[Start of Attachment]

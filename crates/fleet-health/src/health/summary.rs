use super::views::{FleetSummary, HealthStatus, VehicleHealth};

impl FleetSummary {
    /// Folds per-vehicle verdicts into bucket counts.
    pub fn from_verdicts<'a, I>(verdicts: I) -> Self
    where
        I: IntoIterator<Item = &'a VehicleHealth>,
    {
        verdicts
            .into_iter()
            .fold(Self::default(), |summary, verdict| summary.with(verdict.status))
    }

    fn with(mut self, status: HealthStatus) -> Self {
        match status {
            HealthStatus::Critical => self.critical += 1,
            HealthStatus::Warning => self.warning += 1,
            HealthStatus::Ok => self.ok += 1,
            HealthStatus::NoData => self.no_data += 1,
        }
        self.total_active += 1;
        self
    }

    /// Vehicles with enough history to be judged.
    pub fn judged(&self) -> usize {
        self.critical + self.warning + self.ok
    }
}
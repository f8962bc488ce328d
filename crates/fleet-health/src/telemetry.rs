use crate::config::TelemetryConfig;
use std::fmt;
use tracing_subscriber::filter::ParseError;
use tracing_subscriber::EnvFilter;

#[derive(Debug)]
pub enum TelemetryError {
    EnvFilter { value: String, source: ParseError },
    Subscriber(Box<dyn std::error::Error + Send + Sync>),
}

impl fmt::Display for TelemetryError {
    fn fmt(&self, f: &mut fmt::Formatter<'_>) -> fmt::Result {
        match self {
            TelemetryError::EnvFilter { value, .. } => {
                write!(f, "invalid log filter '{value}' for fleet health service")
            }
            TelemetryError::Subscriber(err) => write!(f, "tracing subscriber error: {err}"),
        }
    }
}

impl std::error::Error for TelemetryError {
    fn source(&self) -> Option<&(dyn std::error::Error + 'static)> {
        match self {
            TelemetryError::EnvFilter { source, .. } => Some(source),
            TelemetryError::Subscriber(err) => Some(&**err),
        }
    }
}

/// Builds the log filter, preferring `RUST_LOG` over the configured level.
pub fn env_filter(config: &TelemetryConfig) -> Result<EnvFilter, TelemetryError> {
    match EnvFilter::try_from_default_env() {
        Ok(filter) => Ok(filter),
        Err(_) => {
            EnvFilter::try_new(&config.log_level).map_err(|source| TelemetryError::EnvFilter {
                value: config.log_level.clone(),
                source,
            })
        }
    }
}

pub fn init(config: &TelemetryConfig) -> Result<(), TelemetryError> {
    tracing_subscriber::fmt()
        .with_env_filter(env_filter(config)?)
        .with_target(false)
        .compact()
        .with_ansi(false)
        .try_init()
        .map_err(TelemetryError::Subscriber)
}
use crate::cli::ServeArgs;
use crate::infra::AppState;
use crate::routes::{fleet_router, with_operational_routes};
use axum::Extension;
use axum_prometheus::PrometheusMetricLayer;
use fleet_health::config::AppConfig;
use fleet_health::error::AppError;
use fleet_health::{telemetry, FleetHealthEngine};
use std::sync::atomic::{AtomicBool, Ordering};
use std::sync::Arc;
use tracing::info;

pub(crate) async fn run(mut args: ServeArgs) -> Result<(), AppError> {
    let mut config = AppConfig::load()?;

    if let Some(host) = args.host.take() {
        config.server.host = host;
    }
    if let Some(port) = args.port.take() {
        config.server.port = port;
    }

    telemetry::init(&config.telemetry)?;

    let (prometheus_layer, prometheus_handle) = PrometheusMetricLayer::pair();
    let readiness_flag = Arc::new(AtomicBool::new(false));
    let app_state = AppState {
        readiness: readiness_flag.clone(),
        metrics: Arc::new(prometheus_handle),
    };

    let engine = Arc::new(FleetHealthEngine::new(config.health.clone()));

    let app = with_operational_routes(fleet_router(engine))
        .layer(Extension(app_state))
        .layer(prometheus_layer);

    let addr = config.server.socket_addr()?;
    let listener = tokio::net::TcpListener::bind(addr).await?;
    readiness_flag.store(true, Ordering::Release);

    info!(?config.environment, %addr, "fleet health service ready");

    axum::serve(listener, app).await?;
    Ok(())
}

[End of Attachment]

ASSIGNMENT: From the first line of the data above to the line holding "the configured level.", reproduce each line exactly; emit no other lines.

TASK ANSWER:
filename crates/fleet-health/src/health/summary.rs
use super::views::{FleetSummary, HealthStatus, VehicleHealth};

impl FleetSummary {
    /// Folds per-vehicle verdicts into bucket counts.
    pub fn from_verdicts<'a, I>(verdicts: I) -> Self
    where
        I: IntoIterator<Item = &'a VehicleHealth>,
    {
        verdicts
            .into_iter()
            .fold(Self::default(), |summary, verdict| summary.with(verdict.status))
    }

    fn with(mut self, status: HealthStatus) -> Self {
        match status {
            HealthStatus::Critical => self.critical += 1,
            HealthStatus::Warning => self.warning += 1,
            HealthStatus::Ok => self.ok += 1,
            HealthStatus::NoData => self.no_data += 1,
        }
        self.total_active += 1;
        self
    }

    /// Vehicles with enough history to be judged.
    pub fn judged(&self) -> usize {
        self.critical + self.warning + self.ok
    }
}
repository f8962bc488ce328d
filename crates/fleet-health/src/telemetry.rs
use crate::config::TelemetryConfig;
use std::fmt;
use tracing_subscriber::filter::ParseError;
use tracing_subscriber::EnvFilter;

#[derive(Debug)]
pub enum TelemetryError {
    EnvFilter { value: String, source: ParseError },
    Subscriber(Box<dyn std::error::Error + Send + Sync>),
}

impl fmt::Display for TelemetryError {
    fn fmt(&self, f: &mut fmt::Formatter<'_>) -> fmt::Result {
        match self {
            TelemetryError::EnvFilter { value, .. } => {
                write!(f, "invalid log filter '{value}' for fleet health service")
            }
            TelemetryError::Subscriber(err) => write!(f, "tracing subscriber error: {err}"),
        }
    }
}

impl std::error::Error for TelemetryError {
    fn source(&self) -> Option<&(dyn std::error::Error + 'static)> {
        match self {
            TelemetryError::EnvFilter { source, .. } => Some(source),
            TelemetryError::Subscriber(err) => Some(&**err),
        }
    }
}

/// Builds the log filter, preferring `RUST_LOG` over the configured level.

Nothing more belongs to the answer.